Will iPhone fans really go back in time and flock to a smaller model? The data says yes. As it stands, the 5.8-inch iPhone is a terrible proposition. It sits too close to the more affordable 6.1-inch iPhone XR and its sales are being cannibalised. The iPhone XR is Apple’s top-selling model, but even the second-placed iPhone XS Max is outselling the iPhone XS by 3-4x. Meanwhile, the iPhone SE sells out in minutes every time Apple releases new stock.
The message is clear: people like big phones, people like small phones. If you sit in the middle of that, you better be cheap.
Also working in Apple’s favour, is rivals have completely disregarded small flagship phones. Google’s 5.5-inch Pixel 3 is the closest on paper, but it has large bezels which make it more than 5.7-inches long, pushing it into that premium no man’s land Apple is wisely about to exit.
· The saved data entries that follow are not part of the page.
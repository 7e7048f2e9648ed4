use std::{env, fs, process::ExitCode, time::Instant};

use indicatif::{ProgressBar, ProgressStyle};
use tag_extractor::{ProgressSink, SelectionStrategy, TagExtractor, TermWeightMatrix};

/// indicatif-backed batch progress.
struct BatchBar(ProgressBar);

impl ProgressSink for BatchBar {
    fn batch_started(&self, batch_index: usize, batch_count: usize) {
        self.0.set_length(batch_count as u64);
        self.0.set_position(batch_index as u64);
    }
}

struct Options {
    input: String,
    n_tags: usize,
    batch_size: usize,
    strategy: SelectionStrategy,
    terms_file: Option<String>,
}

fn print_usage() {
    eprintln!("Usage: tag-extractor --input FILE [--tags N] [--batch N] [--strategy heap|sort] [--terms FILE]");
    eprintln!("Input: one 'row<TAB>col<TAB>weight' triplet per line; dimensions are inferred.");
    eprintln!("Output: one 'doc_index<TAB>tag ...' line per document.");
}

fn parse_args() -> Result<Options, String> {
    let mut input = None;
    let mut n_tags = 10usize;
    let mut batch_size = 8192usize;
    let mut strategy = SelectionStrategy::default();
    let mut terms_file = None;

    let mut args = env::args().skip(1);
    while let Some(arg) = args.next() {
        match arg.as_str() {
            "--input" => {
                input = Some(args.next().ok_or("--input requires a path")?);
            }
            "--tags" => {
                let v = args.next().ok_or("--tags requires a number")?;
                n_tags = v.parse().map_err(|_| format!("bad --tags value: {v}"))?;
            }
            "--batch" => {
                let v = args.next().ok_or("--batch requires a number")?;
                batch_size = v.parse().map_err(|_| format!("bad --batch value: {v}"))?;
            }
            "--strategy" => match args.next().as_deref() {
                Some("heap") => strategy = SelectionStrategy::BoundedHeap,
                Some("sort") => strategy = SelectionStrategy::PartialSort,
                other => return Err(format!("bad --strategy value: {other:?}")),
            },
            "--terms" => {
                terms_file = Some(args.next().ok_or("--terms requires a path")?);
            }
            "-h" | "--help" => {
                print_usage();
                std::process::exit(0);
            }
            other => return Err(format!("unknown argument: {other}")),
        }
    }

    Ok(Options {
        input: input.ok_or("--input is required")?,
        n_tags,
        batch_size,
        strategy,
        terms_file,
    })
}

/// Parse 'row<TAB>col<TAB>weight' lines; '#' lines and blanks are skipped.
fn read_triplets(path: &str) -> Result<(Vec<usize>, Vec<usize>, Vec<f32>), String> {
    let content =
        fs::read_to_string(path).map_err(|e| format!("cannot read {path}: {e}"))?;
    let mut rows = Vec::new();
    let mut cols = Vec::new();
    let mut values = Vec::new();
    for (lineno, line) in content.lines().enumerate() {
        let line = line.trim();
        if line.is_empty() || line.starts_with('#') {
            continue;
        }
        let mut fields = line.split_whitespace();
        let parse = |field: Option<&str>, what: &str| -> Result<String, String> {
            field
                .map(str::to_string)
                .ok_or_else(|| format!("line {}: missing {what}", lineno + 1))
        };
        let row = parse(fields.next(), "row")?;
        let col = parse(fields.next(), "col")?;
        let val = parse(fields.next(), "weight")?;
        rows.push(row.parse().map_err(|_| format!("line {}: bad row {row}", lineno + 1))?);
        cols.push(col.parse().map_err(|_| format!("line {}: bad col {col}", lineno + 1))?);
        values.push(val.parse().map_err(|_| format!("line {}: bad weight {val}", lineno + 1))?);
    }
    Ok((rows, cols, values))
}

fn main() -> ExitCode {
    let opts = match parse_args() {
        Ok(opts) => opts,
        Err(msg) => {
            eprintln!("[error] {msg}");
            print_usage();
            return ExitCode::FAILURE;
        }
    };

    let load_start = Instant::now();
    let (rows, cols, values) = match read_triplets(&opts.input) {
        Ok(t) => t,
        Err(msg) => {
            eprintln!("[error] {msg}");
            return ExitCode::FAILURE;
        }
    };
    let n_docs = rows.iter().max().map_or(0, |&r| r + 1);
    let n_terms = cols.iter().max().map_or(0, |&c| c + 1);
    eprintln!(
        "[info] loaded {} triplets ({} docs x {} terms) in {:.2}ms",
        values.len(),
        n_docs,
        n_terms,
        load_start.elapsed().as_secs_f64() * 1000.0
    );

    let terms: Option<Vec<String>> = match &opts.terms_file {
        Some(path) => match fs::read_to_string(path) {
            Ok(content) => Some(content.lines().map(str::to_string).collect()),
            Err(e) => {
                eprintln!("[error] cannot read {path}: {e}");
                return ExitCode::FAILURE;
            }
        },
        None => None,
    };

    let bar = ProgressBar::new(1);
    bar.set_style(
        ProgressStyle::with_template("[{elapsed_precise}] {bar:40.cyan/blue} batch {pos}/{len}")
            .unwrap()
            .progress_chars("##-"),
    );

    let extract_start = Instant::now();
    let result = (|| {
        let matrix = TermWeightMatrix::from_triplets(n_docs, n_terms, &rows, &cols, &values)?;
        TagExtractor::new(opts.n_tags)
            .with_batch_size(opts.batch_size)
            .with_strategy(opts.strategy)
            .extract_with_progress(&matrix, &BatchBar(bar.clone()))
    })();
    bar.finish_and_clear();

    let tags = match result {
        Ok(tags) => tags,
        Err(e) => {
            eprintln!("[error] {e}");
            return ExitCode::FAILURE;
        }
    };
    eprintln!(
        "[time] extract={:.2}ms total={:.2}ms",
        extract_start.elapsed().as_secs_f64() * 1000.0,
        load_start.elapsed().as_secs_f64() * 1000.0
    );

    for (doc, list) in tags.iter() {
        let rendered: Vec<String> = list
            .iter()
            .map(|&t| match &terms {
                Some(terms) if t < terms.len() => terms[t].clone(),
                _ => t.to_string(),
            })
            .collect();
        println!("{}\t{}", doc, rendered.join(" "));
    }
    ExitCode::SUCCESS
}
A 5.4-inch iPhone 12, 6.1-inch iPhone XR3 and an enlarged 6.7-inch iPhone 12 Max give Apple surgical precision to target every kind of buyer. Throw in their 5G advantage and new punch-hole design over the incremental (and objectively ugly) 2019 upgrades and Apple is onto a winning hand. It’s just a shame that for many users, it will come a year too late.